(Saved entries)
BEGIN
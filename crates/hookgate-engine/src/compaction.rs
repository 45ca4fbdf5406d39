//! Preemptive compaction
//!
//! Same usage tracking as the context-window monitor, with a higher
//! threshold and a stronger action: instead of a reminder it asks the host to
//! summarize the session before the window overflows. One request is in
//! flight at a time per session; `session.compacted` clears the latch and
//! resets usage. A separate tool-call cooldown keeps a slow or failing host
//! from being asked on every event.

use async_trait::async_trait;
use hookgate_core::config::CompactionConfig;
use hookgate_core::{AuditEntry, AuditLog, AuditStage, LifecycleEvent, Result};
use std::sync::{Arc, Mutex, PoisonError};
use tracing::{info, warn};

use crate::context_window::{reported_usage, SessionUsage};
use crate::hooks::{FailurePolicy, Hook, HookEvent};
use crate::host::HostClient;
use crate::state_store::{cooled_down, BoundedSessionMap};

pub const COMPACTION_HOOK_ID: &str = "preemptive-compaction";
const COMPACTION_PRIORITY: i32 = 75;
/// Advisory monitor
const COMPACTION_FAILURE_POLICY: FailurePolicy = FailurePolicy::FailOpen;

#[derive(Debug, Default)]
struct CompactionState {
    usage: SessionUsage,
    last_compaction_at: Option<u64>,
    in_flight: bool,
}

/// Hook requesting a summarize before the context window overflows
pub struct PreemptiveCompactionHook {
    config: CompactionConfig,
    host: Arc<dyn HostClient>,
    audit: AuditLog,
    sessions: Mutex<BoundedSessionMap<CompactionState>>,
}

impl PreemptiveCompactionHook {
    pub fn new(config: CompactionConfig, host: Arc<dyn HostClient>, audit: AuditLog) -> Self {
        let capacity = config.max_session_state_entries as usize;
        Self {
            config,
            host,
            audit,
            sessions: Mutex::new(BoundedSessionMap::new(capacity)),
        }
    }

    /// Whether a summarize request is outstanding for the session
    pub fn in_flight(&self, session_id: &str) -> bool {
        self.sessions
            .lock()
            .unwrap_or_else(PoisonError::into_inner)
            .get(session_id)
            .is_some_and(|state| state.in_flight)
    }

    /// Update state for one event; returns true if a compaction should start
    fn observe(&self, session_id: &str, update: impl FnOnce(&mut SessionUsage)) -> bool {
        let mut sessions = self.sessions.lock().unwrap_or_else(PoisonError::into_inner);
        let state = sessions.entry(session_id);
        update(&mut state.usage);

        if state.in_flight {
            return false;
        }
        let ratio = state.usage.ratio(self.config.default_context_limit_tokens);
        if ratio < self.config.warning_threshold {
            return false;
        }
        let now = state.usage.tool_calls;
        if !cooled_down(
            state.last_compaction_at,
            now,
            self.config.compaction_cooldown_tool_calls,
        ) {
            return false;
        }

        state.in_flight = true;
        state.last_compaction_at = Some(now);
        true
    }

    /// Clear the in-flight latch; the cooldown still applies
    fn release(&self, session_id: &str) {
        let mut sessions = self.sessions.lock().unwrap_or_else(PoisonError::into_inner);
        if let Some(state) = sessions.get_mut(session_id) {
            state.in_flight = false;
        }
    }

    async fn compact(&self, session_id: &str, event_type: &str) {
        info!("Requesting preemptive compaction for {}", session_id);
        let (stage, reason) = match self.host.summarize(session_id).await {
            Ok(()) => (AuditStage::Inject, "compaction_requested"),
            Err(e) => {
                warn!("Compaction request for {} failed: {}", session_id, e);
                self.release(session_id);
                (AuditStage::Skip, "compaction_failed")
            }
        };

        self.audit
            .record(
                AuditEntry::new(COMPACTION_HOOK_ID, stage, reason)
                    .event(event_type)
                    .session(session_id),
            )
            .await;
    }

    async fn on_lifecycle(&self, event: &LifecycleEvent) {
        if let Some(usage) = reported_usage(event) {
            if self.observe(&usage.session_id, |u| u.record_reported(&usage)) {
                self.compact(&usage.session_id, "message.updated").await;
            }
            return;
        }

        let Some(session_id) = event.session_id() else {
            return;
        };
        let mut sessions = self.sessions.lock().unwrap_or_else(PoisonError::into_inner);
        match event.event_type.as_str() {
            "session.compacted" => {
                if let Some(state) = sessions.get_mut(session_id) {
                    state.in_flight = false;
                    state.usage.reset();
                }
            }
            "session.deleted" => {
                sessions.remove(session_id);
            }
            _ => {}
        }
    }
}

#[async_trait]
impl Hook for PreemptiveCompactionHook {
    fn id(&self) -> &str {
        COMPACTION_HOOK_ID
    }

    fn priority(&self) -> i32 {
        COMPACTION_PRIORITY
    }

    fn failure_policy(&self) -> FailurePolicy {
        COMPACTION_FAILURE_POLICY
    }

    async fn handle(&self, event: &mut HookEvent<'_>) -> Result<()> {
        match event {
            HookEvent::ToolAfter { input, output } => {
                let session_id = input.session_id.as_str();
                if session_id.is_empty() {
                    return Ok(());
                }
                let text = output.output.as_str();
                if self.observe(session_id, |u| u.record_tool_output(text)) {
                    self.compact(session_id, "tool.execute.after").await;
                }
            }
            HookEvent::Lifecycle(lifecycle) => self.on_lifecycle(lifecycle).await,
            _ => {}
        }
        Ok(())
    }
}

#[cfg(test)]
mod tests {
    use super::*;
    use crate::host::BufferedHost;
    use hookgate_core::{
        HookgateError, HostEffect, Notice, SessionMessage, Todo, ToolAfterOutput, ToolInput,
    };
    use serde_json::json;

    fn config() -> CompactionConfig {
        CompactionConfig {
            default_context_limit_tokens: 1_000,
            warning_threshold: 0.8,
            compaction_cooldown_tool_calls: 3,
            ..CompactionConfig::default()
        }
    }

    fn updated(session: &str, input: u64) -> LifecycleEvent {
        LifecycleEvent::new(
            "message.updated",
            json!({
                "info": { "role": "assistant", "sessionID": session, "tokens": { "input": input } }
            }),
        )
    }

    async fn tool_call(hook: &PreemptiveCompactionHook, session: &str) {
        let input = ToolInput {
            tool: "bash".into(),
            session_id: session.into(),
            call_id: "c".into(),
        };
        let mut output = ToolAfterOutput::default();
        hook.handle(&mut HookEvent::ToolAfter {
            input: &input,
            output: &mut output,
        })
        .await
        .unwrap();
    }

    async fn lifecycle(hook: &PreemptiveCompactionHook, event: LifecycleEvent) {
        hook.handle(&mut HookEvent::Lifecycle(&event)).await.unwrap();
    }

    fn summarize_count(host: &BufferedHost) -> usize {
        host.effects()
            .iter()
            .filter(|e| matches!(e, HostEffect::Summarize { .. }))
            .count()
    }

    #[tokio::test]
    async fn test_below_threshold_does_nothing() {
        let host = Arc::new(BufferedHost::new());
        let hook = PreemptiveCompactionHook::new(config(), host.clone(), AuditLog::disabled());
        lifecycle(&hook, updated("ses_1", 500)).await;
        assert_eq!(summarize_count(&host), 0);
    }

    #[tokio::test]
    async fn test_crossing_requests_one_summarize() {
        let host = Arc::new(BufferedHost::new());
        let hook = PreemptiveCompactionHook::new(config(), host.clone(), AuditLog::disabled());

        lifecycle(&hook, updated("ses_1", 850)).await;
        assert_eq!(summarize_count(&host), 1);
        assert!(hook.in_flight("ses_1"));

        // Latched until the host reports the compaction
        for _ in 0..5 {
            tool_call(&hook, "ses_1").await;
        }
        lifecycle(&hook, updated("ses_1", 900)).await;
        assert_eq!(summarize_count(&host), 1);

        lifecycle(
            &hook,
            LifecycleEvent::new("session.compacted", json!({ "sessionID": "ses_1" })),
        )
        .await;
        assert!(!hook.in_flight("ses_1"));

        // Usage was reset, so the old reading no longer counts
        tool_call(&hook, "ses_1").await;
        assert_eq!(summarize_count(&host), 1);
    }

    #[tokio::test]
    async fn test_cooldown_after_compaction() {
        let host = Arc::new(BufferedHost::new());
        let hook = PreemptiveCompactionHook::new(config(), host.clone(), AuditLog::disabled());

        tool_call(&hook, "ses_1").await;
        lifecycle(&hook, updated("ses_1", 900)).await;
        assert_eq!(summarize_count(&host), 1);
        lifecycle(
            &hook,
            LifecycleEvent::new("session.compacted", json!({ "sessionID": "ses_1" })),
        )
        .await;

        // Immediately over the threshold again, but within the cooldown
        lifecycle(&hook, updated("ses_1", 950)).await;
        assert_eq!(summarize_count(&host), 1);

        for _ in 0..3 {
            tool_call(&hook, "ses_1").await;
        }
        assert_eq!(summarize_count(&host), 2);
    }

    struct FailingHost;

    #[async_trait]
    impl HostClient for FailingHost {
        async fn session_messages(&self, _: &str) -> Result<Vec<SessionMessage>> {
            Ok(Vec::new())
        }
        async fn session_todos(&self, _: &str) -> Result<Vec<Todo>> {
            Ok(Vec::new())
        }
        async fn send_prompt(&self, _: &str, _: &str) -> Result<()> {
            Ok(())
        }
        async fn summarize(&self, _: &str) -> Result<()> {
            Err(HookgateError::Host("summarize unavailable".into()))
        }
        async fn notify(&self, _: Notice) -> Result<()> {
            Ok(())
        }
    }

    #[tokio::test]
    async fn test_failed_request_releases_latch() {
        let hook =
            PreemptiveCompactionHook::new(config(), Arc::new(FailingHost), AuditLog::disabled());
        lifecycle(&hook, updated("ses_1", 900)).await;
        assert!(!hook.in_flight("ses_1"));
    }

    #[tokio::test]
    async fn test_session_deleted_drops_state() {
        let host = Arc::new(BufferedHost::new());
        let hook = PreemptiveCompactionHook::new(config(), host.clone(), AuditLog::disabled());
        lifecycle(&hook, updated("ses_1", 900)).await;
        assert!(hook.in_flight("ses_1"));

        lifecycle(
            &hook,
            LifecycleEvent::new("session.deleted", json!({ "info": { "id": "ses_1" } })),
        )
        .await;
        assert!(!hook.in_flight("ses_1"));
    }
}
END
[YOUR INSTRUCTIONS] Up to and including the line with "let capacity = config.max_session_state_entries", please return the records exactly, beginning from their first line.

[SOLVED EXERCISE]
filename crates/hookgate-engine/src/compaction.rs
repository 45ca4fbdf5406d39
//! Preemptive compaction
//!
//! Same usage tracking as the context-window monitor, with a higher
//! threshold and a stronger action: instead of a reminder it asks the host to
//! summarize the session before the window overflows. One request is in
//! flight at a time per session; `session.compacted` clears the latch and
//! resets usage. A separate tool-call cooldown keeps a slow or failing host
//! from being asked on every event.

use async_trait::async_trait;
use hookgate_core::config::CompactionConfig;
use hookgate_core::{AuditEntry, AuditLog, AuditStage, LifecycleEvent, Result};
use std::sync::{Arc, Mutex, PoisonError};
use tracing::{info, warn};

use crate::context_window::{reported_usage, SessionUsage};
use crate::hooks::{FailurePolicy, Hook, HookEvent};
use crate::host::HostClient;
use crate::state_store::{cooled_down, BoundedSessionMap};

pub const COMPACTION_HOOK_ID: &str = "preemptive-compaction";
const COMPACTION_PRIORITY: i32 = 75;
/// Advisory monitor
const COMPACTION_FAILURE_POLICY: FailurePolicy = FailurePolicy::FailOpen;

#[derive(Debug, Default)]
struct CompactionState {
    usage: SessionUsage,
    last_compaction_at: Option<u64>,
    in_flight: bool,
}

/// Hook requesting a summarize before the context window overflows
pub struct PreemptiveCompactionHook {
    config: CompactionConfig,
    host: Arc<dyn HostClient>,
    audit: AuditLog,
    sessions: Mutex<BoundedSessionMap<CompactionState>>,
}

impl PreemptiveCompactionHook {
    pub fn new(config: CompactionConfig, host: Arc<dyn HostClient>, audit: AuditLog) -> Self {
        let capacity = config.max_session_state_entries as usize;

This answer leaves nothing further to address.